Opponents of immigration at this point will often seek to bring home the argument by asserting a hypothetical extreme. It goes like this: “Does this mean that if 100,000 immigrants wants to come into Singapore, we should automatically allow them to? What about security?”
Firstly, let us bear in mind that if opponents of open borders desire immigration control for reasons of security, then such standards should be observed across the board for tourists, businesspersons and international students. To be consistent, the tourism sector, one of the major industries of the Singaporean economy, should then be strictly minimised and destructured, perhaps even completely. Yet, this line of thought is practically non-existent.
Secondly, there needs to be strong evidence linking the effectiveness of immigration control to the improvements in security. Limiting immigration legally is easy, but whether borders are officially open or closed are unlikely to deter smugglers, criminals or terrorists who are determined to get into the country.
Lastly, security measures comes at its own costs. Constant and painstaking surveillance of both foreigners and locals moving in and out and within the nation puts a tremendous burden on the taxpayer, not to mention the risks it poses to citizen privacy for any democracy.
That’s not to say that security is not important. But immigration restrictions should be sensibly drawn. If a significant amount of radical Muslim fundamentalists inextricably linked to a terrorist organisation that has no problem using violent means to achieve their ends were to try and cross the borders of Singapore, any reasonable person would see the threat that looms over Singapore’s secular society.
Singapore being a small city-state, a question that merits serious consideration is whether the existing infrastructure can withstand a huge population growth. But we must bear in mind that this concern is centred around structuring the ease of immigration flow in order to keep jobs intact and the economy from toppling. Denying immigration could perhaps then be justified on these grounds, but not to preserve jobs for citizens or existing job-holders.
Unfortunately, the motivations behind denying immigration to foreigners are vastly different for Singaporeans.
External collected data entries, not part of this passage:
//! Loading a database from raw bytes
//!
//! DBC files in the field come in several text encodings. Each candidate is
//! tried in a fixed order and the first one that both decodes and parses
//! wins.

use std::path::Path;

use encoding_rs::{Encoding, GBK, UTF_8, WINDOWS_1252};
use errors::{CanError, Result};
use tracing::{debug, info};

use crate::dbc;
use crate::model::Database;

/// Bytes with no mapping in Windows-1252
const CP1252_UNDEFINED: [u8; 5] = [0x81, 0x8D, 0x8F, 0x90, 0x9D];

/// Candidate encodings, in the order they are tried
pub fn candidate_encodings() -> [&'static Encoding; 3] {
    [UTF_8, WINDOWS_1252, GBK]
}

/// Strict decode: `None` when `bytes` is not valid in `encoding`
fn decode_strict(encoding: &'static Encoding, bytes: &[u8]) -> Option<String> {
    // WHATWG maps the holes of cp1252 to C1 controls; treat them as invalid
    if encoding == WINDOWS_1252 && bytes.iter().any(|b| CP1252_UNDEFINED.contains(b)) {
        return None;
    }
    encoding
        .decode_without_bom_handling_and_without_replacement(bytes)
        .map(|text| text.into_owned())
}

impl Database {
    /// Parse DBC text that is already decoded
    pub fn from_dbc_str(text: &str) -> Result<Self> {
        dbc::parse(text)
    }

    /// Decode and parse DBC bytes
    ///
    /// Returns the parse error of the last encoding that decoded, or a
    /// `Parse` error when no candidate could decode the input.
    pub fn load(bytes: &[u8]) -> Result<Self> {
        let bytes = bytes.strip_prefix(b"\xEF\xBB\xBF").unwrap_or(bytes);
        let mut last_error = None;

        for encoding in candidate_encodings() {
            let Some(text) = decode_strict(encoding, bytes) else {
                debug!("Source is not valid {}", encoding.name());
                continue;
            };

            match dbc::parse(&text) {
                Ok(db) => {
                    debug!("Parsed database as {}", encoding.name());
                    return Ok(db);
                },
                Err(e) => {
                    debug!("Parse as {} failed: {}", encoding.name(), e);
                    last_error = Some(e);
                },
            }
        }

        Err(last_error.unwrap_or_else(|| {
            CanError::parse("source is not valid UTF-8, Windows-1252 or GBK text")
        }))
    }

    /// Read a DBC file from disk
    pub fn load_file(path: impl AsRef<Path>) -> Result<Self> {
        let path = path.as_ref();
        let bytes = std::fs::read(path)?;
        let db = Self::load(&bytes)?;
        info!("Loaded {} messages from {}", db.len(), path.display());
        Ok(db)
    }
}

#[cfg(test)]
#[allow(clippy::disallowed_methods)] // Test code - unwrap is acceptable
mod tests {
    use super::*;

    #[test]
    fn test_candidate_order() {
        let names: Vec<_> = candidate_encodings().iter().map(|e| e.name()).collect();
        assert_eq!(names, vec!["UTF-8", "windows-1252", "GBK"]);
    }

    #[test]
    fn test_cp1252_holes_are_rejected() {
        assert!(decode_strict(WINDOWS_1252, &[0x41, 0x81]).is_none());
        assert_eq!(decode_strict(WINDOWS_1252, &[0x41, 0xE9]).unwrap(), "Aé");
    }

    #[test]
    fn test_utf8_with_bom() {
        let mut bytes = b"\xEF\xBB\xBF".to_vec();
        bytes.extend_from_slice(b"BO_ 1 A: 8 ECU\n");
        let db = Database::load(&bytes).unwrap();
        assert_eq!(db.len(), 1);
    }

    #[test]
    fn test_latin1_comment() {
        // "Température" in Windows-1252
        let mut bytes = b"BO_ 1 A: 8 ECU\nCM_ BO_ 1 \"Temp".to_vec();
        bytes.push(0xE9);
        bytes.extend_from_slice(b"rature\";\n");

        let db = Database::load(&bytes).unwrap();
        let message = db.get_message_by_id(1).unwrap();
        assert_eq!(message.comment.as_deref(), Some("Température"));
    }

    #[test]
    fn test_gbk_comment() {
        let (encoded, _, _) = GBK.encode("丂发动机");
        // 0x81 lead byte (GBK extension) is a cp1252 hole, so UTF-8 and
        // cp1252 both fail before GBK is tried
        assert!(encoded.iter().any(|b| CP1252_UNDEFINED.contains(b)));

        let mut bytes = b"BO_ 1 A: 8 ECU\nCM_ BO_ 1 \"".to_vec();
        bytes.extend_from_slice(&encoded);
        bytes.extend_from_slice(b"\";\n");

        let db = Database::load(&bytes).unwrap();
        let message = db.get_message_by_id(1).unwrap();
        assert_eq!(message.comment.as_deref(), Some("丂发动机"));
    }

    #[test]
    fn test_parse_error_survives_all_encodings() {
        let err = Database::load(b"BO_ oops").unwrap_err();
        assert_eq!(err.error_code(), "PARSE_ERROR");
    }

    #[test]
    fn test_load_file_missing() {
        let err = Database::load_file("/nonexistent/file.dbc").unwrap_err();
        assert_eq!(err.error_code(), "IO_ERROR");
    }
}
As seen with opposition politicians like Chee Soon Juan, the discussion is often focused on how many jobs are being lost to foreigners or how we should structure it so that these jobs are retained for locals. Self-entitlement is the ugly underbelly of these claims.
The principle behind restricting immigration to save jobs or wages for locals is nothing more than a self-entitled declaration. There is no right to a job or a wage rate, only the right of freedom of mobility from one place to another in search of better economic opportunities or political freedoms. Singaporeans who continue to howl for job or wage protection from foreigners are deeply misguided. Never have they been entitled to such a “birthright”, and no amount of wailing will mask the blatant self-entitlement behind these claims.
If there indeed is such a notion as a right to a job, then there will be no need to send our youth to higher education, and no need to better ourselves through work training programs and courses. Just have the government rig the job market further in the favour of Singaporeans. After all, we’re owed the job, so there’s no need to work hard for it.
We live in a precarious time where presidents are getting elected on platforms of nationalism and courting anything perceived as anti-nationalist would be political suicide. As the volume of flag-waving jingoism intensifies in an increasingly-globalised world, it is now more than ever that Singaporeans need to take caution.
To take pride in being Singaporean is one thing, but to assert privilege for Singaporeans over foreigners lingers dangerously close to xenophobia. If a foreigner wishes to carve himself a future on the shores of Singapore, make an honest living and send a portion of his wages back to his family, then we as Singaporeans who have been privileged to be born in a first-world nation have no moral right to prevent this from happening.